“Leuk at that, noo, wull ye? The sperity bit was takin' thae fou' vermin.” And again, when the muscles of his legs worked rhythmically, “He's rinnin' wi' the laddies or the braw soldiers on the braes.”
Bobby often woke from a dream with a start, looked dazed, and then foolish, at the vivid imaginings of sleep. But when, in a doze, he half stretched himself up on his short, shagged fore paws, flattened out, and then awoke and lay so, very still, for a time, it was Mistress Jeanie who said:
“Preserve us a'! The bonny wee was dreamin' o' his maister's deith, an' noo he's greetin' sair.”
At that she took her little stool and sat on the grave beside him. But Mr. Brown bit his teeth in his pipe, limped away, and stormed at his daft helper laddie, who didn't appear to know a violet from a burdock.
Ah! who can doubt that, so deeply were scene and word graven on his memory, Bobby often lived again the hour of his bereavement, and heard Auld Jock's last words:
“Gang—awa'—hame—laddie!”
Homeless on earth, gude Auld Jock had gone to a place prepared for him. But his faithful little dog had no home. This sacred spot was merely his tarrying place, where he waited until such a time as that mysterious door should open for him, perchance to an equal sky, and he could slip through and find his master.

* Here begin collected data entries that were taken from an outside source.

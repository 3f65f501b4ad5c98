//! CLI module for manimator - command-line interface and subcommands.
//!
//! Provides the main entry point with subcommands for one-shot creation,
//! interactive chat, settings, and model listing.

pub mod commands;
pub mod display;

pub use commands::Cli;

On the morning of the day when the Grand Leddy came Bobby watched the holiday crowd gather on Heriot's Hospital grounds. The mothers and sisters of hundreds of boys were there, looking on at the great match game of cricket. Bobby dropped over the wall and scampered about, taking a merry part in the play. When the pupils' procession was formed, and the long line of grinning and nudging laddies marched in to service in the chapel and dinner in the hall, he was set up over the kirkyard wall, hundreds of hands were waved to him, and voices called back: “Fareweel, Bobby!” Then the time-gun boomed from the Castle, and the little dog trotted up for his dinner and nap under the settle and his daily visit with Mr. Traill.
In fair weather, when the last guest had departed and the music bells of St. Giles had ceased playing, the landlord was fond of standing in his doorway, bareheaded and in shirt-sleeves and apron, to exchange opinions on politics, literature and religion, or to tell Bobby's story to what passers-by he could beguile into talk. At his feet, there, was a fine place for a sociable little dog to spend an hour. When he was ready to go Bobby set his paws upon Mr. Traill and waited for the landlord's hand to be laid on his head and the man to say, in the dialect the little dog best understood: “Bide a wee. Ye're no' needin' to gang sae sune, laddie!”
At that he dropped, barked politely, wagged his tail, and was off. If Mr. Traill really wanted to detain Bobby he had only to withhold the magic word “laddie,” that no one else had used toward the little dog since Auld Jock died. But if the word was too long in coming, Bobby would thrash his tail about impatiently, look up appealingly, and finally rise and beg and whimper.